Currently exploring game development on manjaro linux, with intention to build WebGL games.
This video discussing how to Export Unity Games to WebGL was inspiration for creating this repo https://www.youtube.com/watch?v=JZqTHjjtQHM&ab_channel=Simmer.io
Download the AppImage from Unity site for linux
yay -S appimagelauncher
chmod u+x UnityHub.AppImage
./UnityHub.AppImage
Once Unity Hub is up and running, click on the Profile Icon and 'sign in' or register an account
After signing in:
- click 'License Management'
- click 'Activate New License'
- select 'Unity Personal' if using for personal projects
- After the license is active
- go back to main Unity Hub menu
- click 'Installs'
- Add
- select which release, 'Unity 2019.4.21f1 (LTS)
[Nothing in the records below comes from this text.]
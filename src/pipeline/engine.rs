use std::path::Path;
use std::sync::Arc;

use tokio::sync::Mutex;
use tracing::info;

use crate::{
    backend::{ImageGenerator, TextGenerator},
    compile::{CompilePlan, MediaCompiler, VideoArtifact},
    config::Config,
    error::Result,
    export::{ArchiveArtifact, BundleExporter},
    scene::{AspectRatio, SceneDecomposer, SceneStore, StoryDraft},
    sound::EffectLibrary,
    synth::ImageSynthesizer,
};

/// Main engine orchestrating the story-to-media pipeline
///
/// The pipeline is request/response driven; each stage runs to completion
/// or failure before its triggering action is considered done:
/// 1. Decomposition - split the draft into ordered scene records
/// 2. Synthesis - generate an image per scene, concurrently across scenes
/// 3. Assembly - export a bundle or compile a video from the store
pub struct StoryEngine {
    config: Config,
    text_backend: Arc<dyn TextGenerator>,
    image_backend: Arc<dyn ImageGenerator>,
    store: Arc<Mutex<SceneStore>>,
    aspect_ratio: AspectRatio,
}

impl StoryEngine {
    pub fn new(
        config: Config,
        text_backend: Arc<dyn TextGenerator>,
        image_backend: Arc<dyn ImageGenerator>,
    ) -> Self {
        Self {
            config,
            text_backend,
            image_backend,
            store: Arc::new(Mutex::new(SceneStore::new())),
            aspect_ratio: AspectRatio::default(),
        }
    }

    /// Shared handle to the scene store, the single source of truth read
    /// by every pipeline stage and by the UI collaborator
    pub fn store(&self) -> Arc<Mutex<SceneStore>> {
        Arc::clone(&self.store)
    }

    // ==========================================
    // PIPELINE STEP 1: DECOMPOSITION
    // ==========================================

    /// Split the draft into scenes and populate the store.
    ///
    /// On failure no scene is created; the store keeps its previous
    /// contents. Returns the number of scenes produced.
    pub async fn decompose_draft(&mut self, draft: &StoryDraft) -> Result<usize> {
        info!("📖 Step 1: Decomposing story draft...");

        let decomposer = SceneDecomposer::new(self.text_backend.as_ref(), &self.config.story);
        let descriptors = decomposer.decompose(draft).await?;
        let count = descriptors.len();

        self.aspect_ratio = draft.aspect_ratio;
        self.store.lock().await.populate(descriptors);

        info!("   ✅ Draft decomposed into {} scenes", count);
        Ok(count)
    }

    // ==========================================
    // PIPELINE STEP 2: IMAGE SYNTHESIS
    // ==========================================

    /// Generate images for every scene without one, concurrently across
    /// scenes. Per-scene failures land in that scene's state and never
    /// block the rest of the batch.
    pub async fn generate_images(&self) -> Result<()> {
        info!("🎨 Step 2: Generating scene images...");

        let synthesizer = ImageSynthesizer::new(
            Arc::clone(&self.image_backend),
            self.config.generation.clone(),
        );
        synthesizer.generate_all(self.store(), self.aspect_ratio).await?;

        let store = self.store.lock().await;
        let succeeded = store.scenes().iter().filter(|s| s.image.is_some()).count();
        info!("   ✅ Images generated for {}/{} scenes", succeeded, store.len());
        Ok(())
    }

    /// Explicit user-triggered regenerate for one scene. Resets the retry
    /// counter and supersedes any attempt still in flight for that scene.
    pub async fn regenerate_scene(&self, index: usize) -> Result<()> {
        info!("🔁 Regenerating scene {}", index);
        let synthesizer = ImageSynthesizer::new(
            Arc::clone(&self.image_backend),
            self.config.generation.clone(),
        );
        synthesizer
            .generate_for_scene(&self.store, index, self.aspect_ratio)
            .await
    }

    /// Replace a scene's image prompt without generating anything; a
    /// regenerate must be issued explicitly afterwards
    pub async fn override_prompt(&self, index: usize, prompt: impl Into<String>) -> Result<()> {
        self.store.lock().await.override_prompt(index, prompt)
    }

    // ==========================================
    // PIPELINE STEP 3: ASSEMBLY
    // ==========================================

    /// Export prompts and generated images as a ZIP bundle
    pub async fn export_bundle<P: AsRef<Path>>(&self, path: P) -> Result<ArchiveArtifact> {
        info!("📦 Step 3: Exporting story bundle...");

        let store = self.store.lock().await;
        let artifact = BundleExporter::export_to_file(store.scenes(), path)?;

        info!("   ✅ Bundle written with {} entries", artifact.entry_count);
        Ok(artifact)
    }

    /// Compile all renderable scenes into one continuous video
    pub async fn compile_video<P: AsRef<Path>>(&self, path: P) -> Result<VideoArtifact> {
        info!("🎞️  Step 3: Compiling story video...");

        let library = EffectLibrary::from_config(&self.config.effects);
        let plan = {
            let store = self.store.lock().await;
            CompilePlan::build(store.scenes(), &library, &self.config.video)?
        };

        let mut compiler = MediaCompiler::new(self.config.video.clone());
        let result = compiler.compile(&plan, path).await;
        compiler.cleanup()?;
        let artifact = result?;

        info!(
            "   ✅ Video compiled: {} segments, {:.1}s planned",
            artifact.segment_count, artifact.planned_duration
        );
        Ok(artifact)
    }
}

#[cfg(test)]
mod tests {
    use super::*;
    use crate::backend::TextOutput;
    use crate::error::{BackendError, CompileError, StorycraftError};
    use crate::scene::GenerationState;
    use async_trait::async_trait;
    use serde_json::json;

    struct ScriptedText;

    #[async_trait]
    impl TextGenerator for ScriptedText {
        async fn generate_text(
            &self,
            _prompt: &str,
            _schema: Option<&serde_json::Value>,
        ) -> std::result::Result<TextOutput, BackendError> {
            Ok(TextOutput::Structured(json!([
                { "title": "Departure", "summary": "The cats leave home." },
                { "title": "The Catch", "summary": "A shark bites the line near the water." }
            ])))
        }
    }

    struct StaticImages;

    #[async_trait]
    impl ImageGenerator for StaticImages {
        async fn generate_image(
            &self,
            _prompt: &str,
            _aspect_ratio: AspectRatio,
        ) -> std::result::Result<Vec<u8>, BackendError> {
            let mut bytes = Vec::new();
            image::RgbImage::new(2, 2)
                .write_to(
                    &mut std::io::Cursor::new(&mut bytes),
                    image::ImageOutputFormat::Png,
                )
                .unwrap();
            Ok(bytes)
        }
    }

    fn engine() -> StoryEngine {
        StoryEngine::new(Config::default(), Arc::new(ScriptedText), Arc::new(StaticImages))
    }

    #[tokio::test]
    async fn test_decompose_then_generate_fills_store() {
        let mut engine = engine();
        let count = engine
            .decompose_draft(&StoryDraft::new("cats go fishing", 5))
            .await
            .unwrap();
        assert_eq!(count, 2);

        engine.generate_images().await.unwrap();

        let store = engine.store();
        let store = store.lock().await;
        for scene in store.scenes() {
            assert_eq!(scene.generation_state, GenerationState::Succeeded);
            assert!(scene.image.is_some());
        }
        // Effect annotation derived from scene text during population
        assert_eq!(store.get(1).unwrap().audio_effect.as_deref(), Some("water"));
    }

    #[tokio::test]
    async fn test_failed_decomposition_leaves_store_untouched() {
        let mut engine = engine();
        engine
            .decompose_draft(&StoryDraft::new("cats go fishing", 5))
            .await
            .unwrap();

        let result = engine.decompose_draft(&StoryDraft::new("  ", 5)).await;
        assert!(result.is_err());

        let store = engine.store();
        assert_eq!(store.lock().await.len(), 2);
    }

    #[tokio::test]
    async fn test_compile_without_assets_fails_cleanly() {
        let mut engine = engine();
        engine
            .decompose_draft(&StoryDraft::new("cats go fishing", 5))
            .await
            .unwrap();

        let result = engine.compile_video("story.mp4").await;
        assert!(matches!(
            result,
            Err(StorycraftError::Compile(CompileError::NoRenderableScenes))
        ));
        assert!(!std::path::Path::new("story.mp4").exists());
    }

    #[tokio::test]
    async fn test_export_bundle_from_engine() {
        let dir = tempfile::tempdir().unwrap();
        let bundle_path = dir.path().join("story.zip");

        let mut engine = engine();
        engine
            .decompose_draft(&StoryDraft::new("cats go fishing", 5))
            .await
            .unwrap();
        engine.generate_images().await.unwrap();

        let artifact = engine.export_bundle(&bundle_path).await.unwrap();
        // prompts.txt plus one image per scene
        assert_eq!(artifact.entry_count, 3);
        assert!(bundle_path.exists());
    }
}
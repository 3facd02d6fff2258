//! # Generative Backend Module
//!
//! Abstract capability traits for text and image generation, plus the
//! reference Gemini HTTP client.

mod gemini;
mod traits;

pub use gemini::GeminiClient;
pub use traits::{ImageGenerator, TextGenerator, TextOutput};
- Then select which modules wanting to add on
- Selected Linux, WebGL and Documentation. Can add others later
The install process may take a little bit of time
After install finishes:
- Go back to main menu
- Select 'Projects'
- Click 'New', select Unity version
- Select type of project, give it a name and create
Unity appears to install everything to ~/Unity
Switching to exploring godot game engine, since unity, while it will run on my system, seems to have a lot of errors building game kits, and I am unable to successfully export to WebGL.
https://wiki.archlinux.org/index.php/Godot_Engine
Excellent list of questions about Godot, worth the read: https://docs.godotengine.org/en/stable/about/faq.html
Install latest dev version
yay -S godot-git
Compiling from scratch was unnecessary, and also problematic, as the built godot complained it could not detect compatible drivers for my gpu.
Solution was to just download the linux 64-bit godot from godot website. This worked flawlessly.
Inside the godot editor there are demo projects to open and explore.
I was able to successfully load a 2d game up, export it to html5, host http server locally using python python -m http.server 8000 --bind 127.0.0.1
and everything just worked. https://docs.godotengine.org/en/stable/getting_started/workflow/export/exporting_for_web.html
However testing html5 output is even easier than that, as there is an html5 button within the editor for running the project immediately without needing to export.